- [TASK BRIEF]: Beneath this task are records; print exactly the stretch of them from the line with "pub fn api_mux(cfg: ApiMuxConfig)" through the line with "mount_products(&mut app, cfg.products)?;", both ends included.

**** DATA FOR REVIEW

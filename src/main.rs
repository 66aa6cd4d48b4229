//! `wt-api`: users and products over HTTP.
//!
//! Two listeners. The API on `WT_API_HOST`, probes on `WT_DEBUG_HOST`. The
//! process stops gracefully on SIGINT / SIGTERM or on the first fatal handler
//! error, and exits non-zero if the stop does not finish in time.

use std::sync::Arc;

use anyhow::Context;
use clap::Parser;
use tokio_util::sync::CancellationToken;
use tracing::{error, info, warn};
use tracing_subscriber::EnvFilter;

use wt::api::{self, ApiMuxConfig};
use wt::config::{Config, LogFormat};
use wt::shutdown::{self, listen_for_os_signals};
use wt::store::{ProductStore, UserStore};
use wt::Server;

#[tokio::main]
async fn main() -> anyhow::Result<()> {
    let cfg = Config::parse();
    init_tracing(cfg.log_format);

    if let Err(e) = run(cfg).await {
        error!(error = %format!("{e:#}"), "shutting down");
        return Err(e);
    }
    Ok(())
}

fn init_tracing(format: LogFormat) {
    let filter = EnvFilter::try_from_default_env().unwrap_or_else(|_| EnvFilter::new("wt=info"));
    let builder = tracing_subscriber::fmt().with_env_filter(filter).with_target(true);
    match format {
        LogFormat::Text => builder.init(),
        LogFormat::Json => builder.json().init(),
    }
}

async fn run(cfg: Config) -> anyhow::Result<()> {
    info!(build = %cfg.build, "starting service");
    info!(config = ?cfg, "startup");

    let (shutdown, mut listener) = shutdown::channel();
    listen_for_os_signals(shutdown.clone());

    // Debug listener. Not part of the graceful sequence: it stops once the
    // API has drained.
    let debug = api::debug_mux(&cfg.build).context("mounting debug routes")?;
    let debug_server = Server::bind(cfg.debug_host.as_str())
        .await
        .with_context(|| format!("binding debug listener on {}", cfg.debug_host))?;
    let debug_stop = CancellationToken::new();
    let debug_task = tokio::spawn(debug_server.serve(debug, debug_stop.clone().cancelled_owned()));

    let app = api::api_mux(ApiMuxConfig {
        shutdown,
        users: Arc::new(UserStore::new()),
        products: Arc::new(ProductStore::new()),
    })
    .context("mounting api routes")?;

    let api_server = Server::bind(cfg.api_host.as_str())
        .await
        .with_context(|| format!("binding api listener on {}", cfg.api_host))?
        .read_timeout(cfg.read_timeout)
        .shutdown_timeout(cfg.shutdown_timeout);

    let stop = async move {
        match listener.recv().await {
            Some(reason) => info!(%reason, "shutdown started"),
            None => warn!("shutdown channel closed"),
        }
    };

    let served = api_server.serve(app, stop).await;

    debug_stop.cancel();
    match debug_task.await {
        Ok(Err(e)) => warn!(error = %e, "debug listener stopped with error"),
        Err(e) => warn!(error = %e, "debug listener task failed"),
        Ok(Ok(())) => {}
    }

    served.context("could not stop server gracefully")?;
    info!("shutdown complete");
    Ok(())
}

********
**** DATA FOR REVIEW

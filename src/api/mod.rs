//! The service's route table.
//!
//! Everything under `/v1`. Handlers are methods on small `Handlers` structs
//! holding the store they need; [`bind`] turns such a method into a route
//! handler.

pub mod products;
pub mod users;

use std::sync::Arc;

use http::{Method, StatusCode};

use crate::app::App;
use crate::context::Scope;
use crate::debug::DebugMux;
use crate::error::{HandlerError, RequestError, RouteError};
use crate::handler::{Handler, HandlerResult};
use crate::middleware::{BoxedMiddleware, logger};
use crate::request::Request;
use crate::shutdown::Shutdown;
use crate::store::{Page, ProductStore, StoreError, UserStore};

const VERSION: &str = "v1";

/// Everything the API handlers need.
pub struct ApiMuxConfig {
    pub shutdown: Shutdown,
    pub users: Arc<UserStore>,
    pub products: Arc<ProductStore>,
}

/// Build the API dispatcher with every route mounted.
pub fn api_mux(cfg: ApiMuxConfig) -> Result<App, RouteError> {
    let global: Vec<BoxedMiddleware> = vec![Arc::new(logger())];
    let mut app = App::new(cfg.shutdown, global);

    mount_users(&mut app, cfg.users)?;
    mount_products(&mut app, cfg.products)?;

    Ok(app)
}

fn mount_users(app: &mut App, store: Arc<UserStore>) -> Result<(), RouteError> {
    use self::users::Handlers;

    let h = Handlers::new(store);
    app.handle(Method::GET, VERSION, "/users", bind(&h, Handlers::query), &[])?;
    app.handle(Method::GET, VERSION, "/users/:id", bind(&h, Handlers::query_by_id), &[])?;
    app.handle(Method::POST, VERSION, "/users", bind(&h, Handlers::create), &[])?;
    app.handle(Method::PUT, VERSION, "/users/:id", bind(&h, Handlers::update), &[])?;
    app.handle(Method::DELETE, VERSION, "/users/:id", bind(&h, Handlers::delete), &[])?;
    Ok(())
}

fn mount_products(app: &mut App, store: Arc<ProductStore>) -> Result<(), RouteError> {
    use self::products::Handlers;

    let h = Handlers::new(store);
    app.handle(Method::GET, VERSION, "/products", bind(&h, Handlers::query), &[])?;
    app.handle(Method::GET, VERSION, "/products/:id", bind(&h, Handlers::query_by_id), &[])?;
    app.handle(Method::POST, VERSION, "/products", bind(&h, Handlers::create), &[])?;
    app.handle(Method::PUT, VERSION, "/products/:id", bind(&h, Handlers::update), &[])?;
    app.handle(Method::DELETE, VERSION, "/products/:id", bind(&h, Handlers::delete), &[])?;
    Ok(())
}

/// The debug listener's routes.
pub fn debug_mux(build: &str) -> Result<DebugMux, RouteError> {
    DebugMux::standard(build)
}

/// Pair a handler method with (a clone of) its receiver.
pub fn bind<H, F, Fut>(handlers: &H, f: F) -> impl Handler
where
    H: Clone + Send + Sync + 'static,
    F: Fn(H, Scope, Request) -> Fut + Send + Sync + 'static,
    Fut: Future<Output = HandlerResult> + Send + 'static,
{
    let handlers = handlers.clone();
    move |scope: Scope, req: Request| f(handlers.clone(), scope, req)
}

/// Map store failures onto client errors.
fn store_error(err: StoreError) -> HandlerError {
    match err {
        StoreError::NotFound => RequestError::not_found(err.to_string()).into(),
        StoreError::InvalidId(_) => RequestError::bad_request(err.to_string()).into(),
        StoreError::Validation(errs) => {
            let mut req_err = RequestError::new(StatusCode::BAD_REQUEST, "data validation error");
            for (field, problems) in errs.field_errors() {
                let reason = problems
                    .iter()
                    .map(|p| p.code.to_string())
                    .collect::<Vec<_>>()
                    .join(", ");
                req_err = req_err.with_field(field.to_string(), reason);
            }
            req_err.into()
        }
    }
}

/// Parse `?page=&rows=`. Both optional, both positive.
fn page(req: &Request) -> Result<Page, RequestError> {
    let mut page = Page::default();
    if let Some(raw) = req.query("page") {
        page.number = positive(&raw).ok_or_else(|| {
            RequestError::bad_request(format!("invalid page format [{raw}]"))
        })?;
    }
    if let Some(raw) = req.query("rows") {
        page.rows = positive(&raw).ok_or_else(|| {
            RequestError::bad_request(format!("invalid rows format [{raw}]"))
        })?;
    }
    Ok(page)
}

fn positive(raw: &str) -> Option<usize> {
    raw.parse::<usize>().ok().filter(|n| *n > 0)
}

********

- [SOLUTION TO THIS EXERCISE]:
pub fn api_mux(cfg: ApiMuxConfig) -> Result<App, RouteError> {
    let global: Vec<BoxedMiddleware> = vec![Arc::new(logger())];
    let mut app = App::new(cfg.shutdown, global);

    mount_users(&mut app, cfg.users)?;
    mount_products(&mut app, cfg.products)?;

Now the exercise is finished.